= Problem description =
Wherever "accepting" occurs in the entries, copy the line that holds it.

(Data in this exercise)

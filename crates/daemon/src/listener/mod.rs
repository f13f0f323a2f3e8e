// SPDX-License-Identifier: BUSL-1.1
// Copyright (c) 2026 Alfred Jean LLC

//! Listener task for handling socket I/O.
//!
//! The Listener runs in a spawned task, accepting connections and handling
//! each one in its own task. Every connection carries exactly one request
//! and one response.

mod apps;
mod sessions;

use std::sync::Arc;
use std::time::Instant;

use mirage_adapters::{Cluster, TunnelDialer};
use mirage_engine::{Orchestrator, OrchestratorError};
use mirage_storage::{AppRegistry, RegistryError};
use thiserror::Error;
use tokio::io::{AsyncRead, AsyncReadExt, AsyncWrite};
use tokio::net::UnixListener;
use tokio::sync::Notify;
use tracing::{debug, error, info, warn};

use crate::env::{ipc_timeout, PROTOCOL_VERSION};
use crate::protocol::{self, Request, Response};

/// Shared daemon context for all request handlers.
pub struct ListenCtx<C, D: TunnelDialer, R> {
    pub orchestrator: Arc<Orchestrator<C, D, R>>,
    pub shutdown: Arc<Notify>,
    pub start_time: Instant,
}

/// Listener task for accepting socket connections.
pub struct Listener<C, D: TunnelDialer, R> {
    unix: UnixListener,
    ctx: Arc<ListenCtx<C, D, R>>,
}

/// Errors from connection handling.
#[derive(Debug, Error)]
pub(crate) enum ConnectionError {
    #[error("Protocol error: {0}")]
    Protocol(#[from] protocol::ProtocolError),
}

impl<C, D, R> Listener<C, D, R>
where
    C: Cluster,
    D: TunnelDialer,
    R: AppRegistry,
{
    pub fn new(unix: UnixListener, ctx: Arc<ListenCtx<C, D, R>>) -> Self {
        Self { unix, ctx }
    }

    /// Run the listener loop, spawning a task per connection.
    pub async fn run(self) {
        loop {
            match self.unix.accept().await {
                Ok((stream, _)) => {
                    let ctx = Arc::clone(&self.ctx);
                    tokio::spawn(async move {
                        let (reader, writer) = stream.into_split();
                        if let Err(e) = handle_connection(reader, writer, &ctx).await {
                            log_connection_error(e);
                        }
                    });
                }
                Err(e) => error!("Unix accept error: {}", e),
            }
        }
    }
}

fn log_connection_error(e: ConnectionError) {
    match e {
        ConnectionError::Protocol(protocol::ProtocolError::ConnectionClosed) => {
            debug!("Client disconnected")
        }
        ConnectionError::Protocol(protocol::ProtocolError::Timeout) => {
            warn!("Connection timeout")
        }
        _ => error!("Connection error: {}", e),
    }
}

/// Handle a single client connection.
///
/// Quick requests race the handler against client disconnect so an
/// abandoned request stops early. Long-running orchestrator requests run to
/// completion even if the client goes away: the per-app state they write
/// must stay consistent.
pub(crate) async fn handle_connection<C, D, R, Rd, Wr>(
    mut reader: Rd,
    mut writer: Wr,
    ctx: &ListenCtx<C, D, R>,
) -> Result<(), ConnectionError>
where
    C: Cluster,
    D: TunnelDialer,
    R: AppRegistry,
    Rd: AsyncRead + Unpin + Send + 'static,
    Wr: AsyncWrite + Unpin + Send + 'static,
{
    let request = protocol::read_request(&mut reader, ipc_timeout()).await?;

    if matches!(request, Request::Ping | Request::AppStatus { .. } | Request::ListApps) {
        debug!(request = ?request, "received query");
    } else {
        info!(request = ?request, "received request");
    }

    let response = if request.is_long_running() {
        handle_request(request, ctx).await
    } else {
        tokio::select! {
            response = handle_request(request, ctx) => response,
            _ = detect_client_disconnect(&mut reader) => {
                debug!("Client disconnected, cancelling handler");
                return Ok(());
            }
        }
    };

    debug!("Sending response: {:?}", response);
    protocol::write_response(&mut writer, &response, ipc_timeout()).await?;
    Ok(())
}

/// Detect client disconnect by reading from the socket after the request.
///
/// The client sends one request then waits, so a read only completes when
/// the client hangs up.
async fn detect_client_disconnect<R: AsyncRead + Unpin>(reader: &mut R) {
    let mut buf = [0u8; 1];
    let _ = reader.read(&mut buf).await;
}

/// Handle a single request and return a response.
pub(crate) async fn handle_request<C, D, R>(request: Request, ctx: &ListenCtx<C, D, R>) -> Response
where
    C: Cluster,
    D: TunnelDialer,
    R: AppRegistry,
{
    match request {
        Request::Ping => Response::Pong,

        Request::Hello { version } => {
            if version != PROTOCOL_VERSION {
                warn!(client = %version, daemon = PROTOCOL_VERSION, "client version mismatch");
            }
            Response::Hello { version: PROTOCOL_VERSION.to_string() }
        }

        Request::CreateApp { app } => apps::create(ctx, app),
        Request::GetApp { name } => apps::get(ctx, &name),
        Request::UpdateApp { app } => apps::update(ctx, app),
        Request::DeleteApp { name } => apps::delete(ctx, &name).await,
        Request::ListApps => apps::list(ctx),

        Request::AppStatus { name } => sessions::status(ctx, &name).await,
        Request::InitRemote { name } => sessions::init_remote(ctx, &name).await,
        Request::StartDebugging { name } => sessions::start_debugging(ctx, &name).await,
        Request::Rollback { name } => sessions::rollback(ctx, &name).await,
        Request::StopSession { name } => sessions::stop(ctx, &name).await,

        Request::Shutdown => {
            ctx.shutdown.notify_one();
            Response::ShuttingDown
        }
    }
}

fn registry_error(e: RegistryError) -> Response {
    let configuration = matches!(
        e,
        RegistryError::NotFound(_) | RegistryError::AlreadyExists(_) | RegistryError::Invalid(_)
    );
    Response::Error { message: e.to_string(), configuration }
}

fn orchestrator_error(e: OrchestratorError) -> Response {
    Response::Error { message: e.to_string(), configuration: e.is_configuration() }
}

#[cfg(test)]
mod test_fixtures;

#[cfg(test)]
#[path = "../listener_tests.rs"]
mod tests;
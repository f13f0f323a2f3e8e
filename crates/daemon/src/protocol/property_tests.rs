// SPDX-License-Identifier: BUSL-1.1
// Copyright (c) 2026 Alfred Jean LLC

//! Property tests for protocol serde roundtrips.

use mirage_core::test_support::demo_app;
use mirage_core::AppStatus;
use proptest::prelude::*;

use super::*;

fn all_requests(name: &str) -> Vec<Request> {
    let n = || name.to_string();
    vec![
        Request::Ping,
        Request::Hello { version: n() },
        Request::CreateApp { app: demo_app("demo") },
        Request::GetApp { name: n() },
        Request::UpdateApp { app: demo_app("demo") },
        Request::DeleteApp { name: n() },
        Request::ListApps,
        Request::AppStatus { name: n() },
        Request::InitRemote { name: n() },
        Request::StartDebugging { name: n() },
        Request::Rollback { name: n() },
        Request::StopSession { name: n() },
        Request::Shutdown,
    ]
}

fn all_responses(text: &str) -> Vec<Response> {
    vec![
        Response::Pong,
        Response::Hello { version: text.to_string() },
        Response::App { app: Box::new(demo_app("demo")) },
        Response::Apps { apps: vec![demo_app("a"), demo_app("b")] },
        Response::Status { status: AppStatus::new(text).connected(true).error(text) },
        Response::Stopped { name: text.to_string(), existed: true },
        Response::Ok,
        Response::ShuttingDown,
        Response::Error { message: text.to_string(), configuration: true },
    ]
}

proptest! {
    #[test]
    fn requests_survive_the_wire(name in "\\PC{0,40}") {
        for request in all_requests(&name) {
            let decoded: Request = decode(&encode(&request).unwrap()).unwrap();
            prop_assert_eq!(decoded, request);
        }
    }

    #[test]
    fn responses_survive_the_wire(text in "\\PC{0,40}") {
        for response in all_responses(&text) {
            let decoded: Response = decode(&encode(&response).unwrap()).unwrap();
            prop_assert_eq!(decoded, response);
        }
    }
}
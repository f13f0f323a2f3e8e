// SPDX-License-Identifier: BUSL-1.1
// Copyright (c) 2026 Alfred Jean LLC

//! Streaming local files into a container.
//!
//! A blocking task writes a tar archive into one end of an in-memory pipe
//! while the other end feeds the stdin of `tar -x` running in the container,
//! so the archive is never buffered whole.

use std::io::Write;
use std::path::Path;

use tokio_util::io::SyncIoBridge;

use super::{Cluster, ContainerRef, ExecOptions, KubeError};

const PIPE_CAPACITY: usize = 64 * 1024;

/// Archive `local` into `writer` and return the writer.
///
/// Directories are archived under their base name with relative paths kept;
/// files become a single entry. `rename` replaces the root entry name.
pub fn write_archive<W: Write>(
    local: &Path,
    rename: Option<&str>,
    writer: W,
) -> Result<W, KubeError> {
    let archive_err = |source| KubeError::Archive { path: local.to_path_buf(), source };
    let base = local
        .file_name()
        .map(|n| n.to_string_lossy().into_owned())
        .ok_or_else(|| archive_err(std::io::Error::other("path has no file name")))?;
    let root = rename.unwrap_or(&base);

    let mut builder = tar::Builder::new(writer);
    let metadata = std::fs::metadata(local).map_err(archive_err)?;
    if metadata.is_dir() {
        builder.append_dir_all(root, local).map_err(archive_err)?;
    } else {
        builder.append_path_with_name(local, root).map_err(archive_err)?;
    }
    builder.into_inner().map_err(archive_err)
}

/// Copy `local` into `remote_dir` inside the container, optionally renamed.
///
/// Extraction uses `tar -o` so files are owned by the container user rather
/// than the local build user.
pub async fn copy_to_pod<C: Cluster>(
    cluster: &C,
    target: &ContainerRef,
    local: &Path,
    rename: Option<&str>,
    remote_dir: &str,
) -> Result<(), KubeError> {
    let (reader, writer) = tokio::io::duplex(PIPE_CAPACITY);
    let bridge = SyncIoBridge::new(writer);
    let path = local.to_path_buf();
    let renamed = rename.map(str::to_owned);
    let archive = tokio::task::spawn_blocking(move || {
        let mut bridge = write_archive(&path, renamed.as_deref(), bridge)?;
        bridge.flush()?;
        bridge.shutdown()?;
        Ok::<_, KubeError>(())
    });

    let argv = ["tar", "-x", "-o", "-f", "-", "-C", remote_dir].map(str::to_string).to_vec();
    let extracted = cluster.exec(target, argv, ExecOptions::with_stdin(reader)).await;
    let archived = archive.await.map_err(|e| KubeError::Stream(std::io::Error::other(e)))?;

    match (archived, extracted) {
        (Err(e), _) if !is_broken_pipe(&e) => Err(e),
        (_, Err(e)) => Err(e),
        (Err(e), Ok(_)) => Err(e),
        (Ok(()), Ok(_)) => {
            tracing::debug!(
                pod = %target.pod,
                container = %target.container,
                local = %local.display(),
                %remote_dir,
                "copied into container",
            );
            Ok(())
        }
    }
}

/// The remote side hung up; its own error is the real cause.
fn is_broken_pipe(err: &KubeError) -> bool {
    match err {
        KubeError::Archive { source, .. } | KubeError::Stream(source) => {
            source.kind() == std::io::ErrorKind::BrokenPipe
        }
        _ => false,
    }
}

#[cfg(test)]
#[path = "copy_tests.rs"]
mod tests;
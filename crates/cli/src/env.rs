// SPDX-License-Identifier: BUSL-1.1
// Copyright (c) 2026 Alfred Jean LLC

//! Environment variables read by the CLI.

use std::path::PathBuf;
use std::time::Duration;

pub use mirage_daemon::env::ipc_timeout;

/// Explicit path to the `mirage-debugd` binary.
pub fn daemon_binary() -> Option<PathBuf> {
    std::env::var("MIRAGE_DAEMON_BINARY").ok().filter(|s| !s.is_empty()).map(PathBuf::from)
}

/// Response deadline for requests that wait on pods and tool builds (default 15 min).
pub fn long_request_timeout() -> Duration {
    std::env::var("MIRAGE_LONG_TIMEOUT_MS")
        .ok()
        .and_then(|s| s.trim().parse::<u64>().ok())
        .map(Duration::from_millis)
        .unwrap_or(Duration::from_secs(15 * 60))
}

(End Data in this exercise)

= Result for this task =
//! The Listener runs in a spawned task, accepting connections and handling
/// Listener task for accepting socket connections.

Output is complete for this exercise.